Saved data entries:
* * * * * * *

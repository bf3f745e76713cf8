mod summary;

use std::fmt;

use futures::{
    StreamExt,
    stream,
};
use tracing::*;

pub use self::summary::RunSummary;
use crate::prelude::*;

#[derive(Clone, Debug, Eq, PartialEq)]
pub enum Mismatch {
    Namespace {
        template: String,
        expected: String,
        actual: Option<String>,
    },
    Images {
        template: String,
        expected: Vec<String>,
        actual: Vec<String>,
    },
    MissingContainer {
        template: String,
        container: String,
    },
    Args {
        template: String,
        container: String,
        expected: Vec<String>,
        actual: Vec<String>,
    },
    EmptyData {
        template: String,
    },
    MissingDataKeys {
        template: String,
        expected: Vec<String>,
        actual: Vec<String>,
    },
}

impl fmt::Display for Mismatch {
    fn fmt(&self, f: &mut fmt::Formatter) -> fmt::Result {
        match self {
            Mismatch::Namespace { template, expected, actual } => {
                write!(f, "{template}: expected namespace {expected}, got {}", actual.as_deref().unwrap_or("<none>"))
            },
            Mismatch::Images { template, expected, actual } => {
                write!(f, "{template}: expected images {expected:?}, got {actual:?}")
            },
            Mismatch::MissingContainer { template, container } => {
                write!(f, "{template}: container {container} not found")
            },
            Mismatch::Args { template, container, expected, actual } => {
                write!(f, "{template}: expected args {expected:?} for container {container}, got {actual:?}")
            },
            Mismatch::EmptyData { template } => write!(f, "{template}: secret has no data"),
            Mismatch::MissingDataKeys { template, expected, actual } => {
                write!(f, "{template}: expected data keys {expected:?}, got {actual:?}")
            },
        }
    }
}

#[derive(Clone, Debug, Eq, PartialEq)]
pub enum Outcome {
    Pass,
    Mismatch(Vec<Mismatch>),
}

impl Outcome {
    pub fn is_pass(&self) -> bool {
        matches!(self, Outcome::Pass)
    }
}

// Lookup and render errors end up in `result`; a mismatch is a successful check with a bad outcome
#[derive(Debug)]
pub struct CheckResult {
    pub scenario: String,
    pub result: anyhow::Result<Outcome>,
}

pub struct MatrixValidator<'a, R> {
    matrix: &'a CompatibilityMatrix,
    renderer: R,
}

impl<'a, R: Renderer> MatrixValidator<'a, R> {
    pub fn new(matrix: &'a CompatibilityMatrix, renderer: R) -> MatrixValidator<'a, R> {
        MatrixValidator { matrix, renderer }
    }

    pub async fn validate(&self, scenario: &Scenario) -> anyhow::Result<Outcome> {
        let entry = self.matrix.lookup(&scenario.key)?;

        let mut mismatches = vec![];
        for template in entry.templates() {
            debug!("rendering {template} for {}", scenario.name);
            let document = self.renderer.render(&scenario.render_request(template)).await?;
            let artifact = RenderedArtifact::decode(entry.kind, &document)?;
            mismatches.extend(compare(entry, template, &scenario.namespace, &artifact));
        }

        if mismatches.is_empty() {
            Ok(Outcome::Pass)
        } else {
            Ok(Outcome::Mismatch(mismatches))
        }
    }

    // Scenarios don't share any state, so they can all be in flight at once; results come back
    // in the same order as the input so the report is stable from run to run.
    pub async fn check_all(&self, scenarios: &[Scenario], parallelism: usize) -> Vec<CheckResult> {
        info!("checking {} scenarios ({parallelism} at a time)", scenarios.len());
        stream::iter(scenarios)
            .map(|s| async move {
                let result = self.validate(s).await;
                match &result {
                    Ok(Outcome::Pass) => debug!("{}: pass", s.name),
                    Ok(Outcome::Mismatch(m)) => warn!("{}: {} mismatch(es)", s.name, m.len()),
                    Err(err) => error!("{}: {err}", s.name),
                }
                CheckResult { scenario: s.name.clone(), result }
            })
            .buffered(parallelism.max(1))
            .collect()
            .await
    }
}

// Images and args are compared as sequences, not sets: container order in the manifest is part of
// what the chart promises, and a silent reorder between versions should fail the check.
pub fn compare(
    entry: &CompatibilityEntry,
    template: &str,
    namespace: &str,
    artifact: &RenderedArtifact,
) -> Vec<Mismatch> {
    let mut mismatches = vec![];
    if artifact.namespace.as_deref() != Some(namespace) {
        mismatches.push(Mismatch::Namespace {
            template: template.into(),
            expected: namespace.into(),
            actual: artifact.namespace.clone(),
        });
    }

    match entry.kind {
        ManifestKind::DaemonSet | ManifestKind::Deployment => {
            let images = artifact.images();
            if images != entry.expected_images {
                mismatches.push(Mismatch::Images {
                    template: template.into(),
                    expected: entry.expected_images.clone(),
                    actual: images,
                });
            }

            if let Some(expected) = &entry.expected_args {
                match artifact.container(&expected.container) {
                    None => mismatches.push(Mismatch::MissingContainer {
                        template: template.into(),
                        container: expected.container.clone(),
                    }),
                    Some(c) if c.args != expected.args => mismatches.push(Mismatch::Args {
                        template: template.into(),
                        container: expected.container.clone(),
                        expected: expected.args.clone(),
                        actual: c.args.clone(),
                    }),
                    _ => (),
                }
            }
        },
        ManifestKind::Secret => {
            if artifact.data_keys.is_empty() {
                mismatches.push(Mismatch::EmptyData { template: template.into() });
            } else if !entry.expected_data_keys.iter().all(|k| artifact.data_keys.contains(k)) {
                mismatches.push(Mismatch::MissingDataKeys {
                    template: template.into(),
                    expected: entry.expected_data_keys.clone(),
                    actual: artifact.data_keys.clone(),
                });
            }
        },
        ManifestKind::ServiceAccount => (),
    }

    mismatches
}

* * * * * * *

Requirement
Lines with "MissingContainer" in the records above: copy every one of them.

Solved exercise
    MissingContainer {
            Mismatch::MissingContainer { template, container } => {
                    None => mismatches.push(Mismatch::MissingContainer {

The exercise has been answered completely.